FEMA may be able to supply different COVID vaccine at 4 Florida vaccination sites amid J&J pause

JACKSONVILLE, Fla. – Two days after the Centers for Disease Control and Prevention and the Food and Drug Administration recommended a pause in the use of the Johnson & Johnson COVID-19 vaccine, public health officials in Florida were still trying to figure out how to make up for the doses they can no longer administer daily.

On Tuesday, the CDC and the FDA said that of the nearly 7 million doses of the single-shot J&J vaccine that had been administered so far in the United States, six women developed a rare and severe type of blood clot after receiving the vaccine

The reports occurred among women between the ages of 18 and 48, and in all six cases, the symptoms began six to 13 days after getting vaccinated. So far, no cases have been reported in more than 180 million people who received Pfizer or Moderna vaccines, both of which require two doses.

Since Tuesday, federally-supported vaccination sites in Miami, Orlando, Tampa and Jacksonville have not been able to offer J&J, Pfizer or Moderna vaccines -- with the exception of people returning for second-dose shots. All mobile vaccination events have been canceled at least until Saturday, April 17. The state’s effort to vaccinate people who are homebound has also been impacted by the pause on the J&J vaccine.

“After reviewing current supply, the state does not have enough Pfizer or Moderna vaccines to continue these events at the same capacity for this week,” Florida Division of Emergency Management spokesperson Samantha Bequer said in a statement.

On Thursday, Bequer said the Federal Emergency Management Agency indicated it may be able to provide additional Pfizer vaccine doses to federally-supported sites in Florida if the use of the J&J vaccine is still paused.

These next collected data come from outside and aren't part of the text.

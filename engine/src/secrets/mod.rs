//! The secret store contract consulted only from within the TEE
//! coordinator. Secrets at rest are encrypted with `chacha20poly1305`
//! under a process-sealed key; plaintext never crosses the host boundary.

use std::collections::HashMap;
use std::sync::Arc;

use async_trait::async_trait;
use chacha20poly1305::aead::{Aead, Generate, KeyInit};
use chacha20poly1305::{ChaCha20Poly1305, Key, Nonce};
use service_core::error::EngineError;
use service_core::ids::UserAccountId;
use tokio::sync::RwLock;
use zeroize::Zeroizing;

#[async_trait]
pub trait SecretStore: Send + Sync {
    async fn store_secret(&self, owner: UserAccountId, name: &str, value: &[u8]) -> Result<u32, EngineError>;
    /// Returns decrypted plaintext. Only the TEE coordinator should call
    /// this; engines outside it must never hold the result.
    async fn get_secret(&self, owner: UserAccountId, name: &str) -> Result<Zeroizing<Vec<u8>>, EngineError>;
    async fn delete_secret(&self, owner: UserAccountId, name: &str) -> Result<(), EngineError>;
}

struct StoredSecret {
    version: u32,
    nonce: [u8; 12],
    ciphertext: Vec<u8>,
}

/// Key sealed to this process only; never persisted, never logged.
pub struct LocalSecretStore {
    cipher: ChaCha20Poly1305,
    secrets: RwLock<HashMap<(UserAccountId, String), StoredSecret>>,
}

impl LocalSecretStore {
    pub fn new() -> Arc<Self> {
        let key = Key::generate();
        Self::with_key(key)
    }

    fn with_key(key: Key) -> Arc<Self> {
        Arc::new(Self {
            cipher: ChaCha20Poly1305::new(&key),
            secrets: RwLock::new(HashMap::new()),
        })
    }
}

#[async_trait]
impl SecretStore for LocalSecretStore {
    async fn store_secret(&self, owner: UserAccountId, name: &str, value: &[u8]) -> Result<u32, EngineError> {
        let nonce = Nonce::generate();
        let ciphertext = self
            .cipher
            .encrypt(&nonce, value)
            .map_err(|_| EngineError::Internal("secret encryption failed".to_owned()))?;

        let mut secrets = self.secrets.write().await;
        let key = (owner, name.to_owned());
        let version = secrets.get(&key).map(|s| s.version + 1).unwrap_or(1);
        secrets.insert(
            key,
            StoredSecret {
                version,
                nonce: nonce.into(),
                ciphertext,
            },
        );
        Ok(version)
    }

    async fn get_secret(&self, owner: UserAccountId, name: &str) -> Result<Zeroizing<Vec<u8>>, EngineError> {
        let secrets = self.secrets.read().await;
        let stored = secrets
            .get(&(owner, name.to_owned()))
            .ok_or_else(|| EngineError::NotFound(format!("secret {name}")))?;
        let nonce = Nonce::from(stored.nonce);
        let plaintext = self
            .cipher
            .decrypt(&nonce, stored.ciphertext.as_ref())
            .map_err(|_| EngineError::Internal("secret decryption failed".to_owned()))?;
        Ok(Zeroizing::new(plaintext))
    }

    async fn delete_secret(&self, owner: UserAccountId, name: &str) -> Result<(), EngineError> {
        let mut secrets = self.secrets.write().await;
        secrets
            .remove(&(owner, name.to_owned()))
            .map(|_| ())
            .ok_or_else(|| EngineError::NotFound(format!("secret {name}")))
    }
}

#[cfg(test)]
mod tests {
    use super::*;

    #[tokio::test]
    async fn round_trips_secret_plaintext() {
        let store = LocalSecretStore::new();
        let owner = UserAccountId::new();
        store.store_secret(owner, "api-key", b"s3cr3t").await.unwrap();
        let value = store.get_secret(owner, "api-key").await.unwrap();
        assert_eq!(&value[..], b"s3cr3t");
    }

    #[tokio::test]
    async fn versions_increment_on_overwrite() {
        let store = LocalSecretStore::new();
        let owner = UserAccountId::new();
        let v1 = store.store_secret(owner, "api-key", b"first").await.unwrap();
        let v2 = store.store_secret(owner, "api-key", b"second").await.unwrap();
        assert_eq!(v1, 1);
        assert_eq!(v2, 2);
    }

    #[tokio::test]
    async fn missing_secret_is_not_found() {
        let store = LocalSecretStore::new();
        let err = store.get_secret(UserAccountId::new(), "missing").await.unwrap_err();
        assert!(matches!(err, EngineError::NotFound(_)));
    }
}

“In the event the state does not receive further guidance from the CDC and the FDA by the end of this week, the state is preparing for next week’s allocation and determining how to supplement these efforts with Pfizer and Moderna,” said Bequer. “The goal remains to ensure all Floridians who want a vaccine, can receive one.”

The impact of the J&J vaccine pause goes beyond challenges with vaccine supply. The move has also left some feeling more hesitant about COVID-19 shots in general.

Mattie Robinson said she has still not reached a decision over whether herself -- and her kids -- will get the vaccine.

“I am just a little bit undecided,” said Robinson. “I know it’s different for everyone. It just made my decision go down even lower, even though we do have the two others out there.”

According to the CDC, the use of the J&J vaccine is paused for now because “safety systems that make sure vaccines are safe received a small number of reports of a rare and severe type of blood clot happening in people who go this vaccine.” But CDC officials also said they “do not know enough yet to say if the vaccine is related to or caused this health issue. To be extra careful, CDC and FDA recommend that the vaccine not be given until we learn more.”

In a statement Thursday, the chief scientific officer at Johnson & Johnson said, “We continue to believe in the positive benefit-risk profile of our vaccine.”

According to the CDC, those who develop a severe headache, backache, new neurologic symptoms, severe abdominal pain, shortness of breath, leg swelling, tiny red spots on the skin or new easy bruising should seek medical care urgently.

On a joint call between the CDC and FDA on Tuesday, the director of the Center for Biologics Evaluation and Research at the FDA said the pause also gives scientists a chance to review the data and decide if recommendations on who should get the vaccine need to change. In addition, public health officials can inform medical care providers about the different treatment required for this type of severe and rare blood clot.

“The issue here with these types of blood clots is that if one administers the standard treatments that we as doctors have learned to give for blood clots, one can actually cause tremendous harm or the outcome can be fatal. So one needs to make sure that providers are aware that if they see people who have low blood platelets or if they see people who have blood clots, they need to inquire about a history of recent vaccination and then act accordingly,” said Dr. Peter Marks.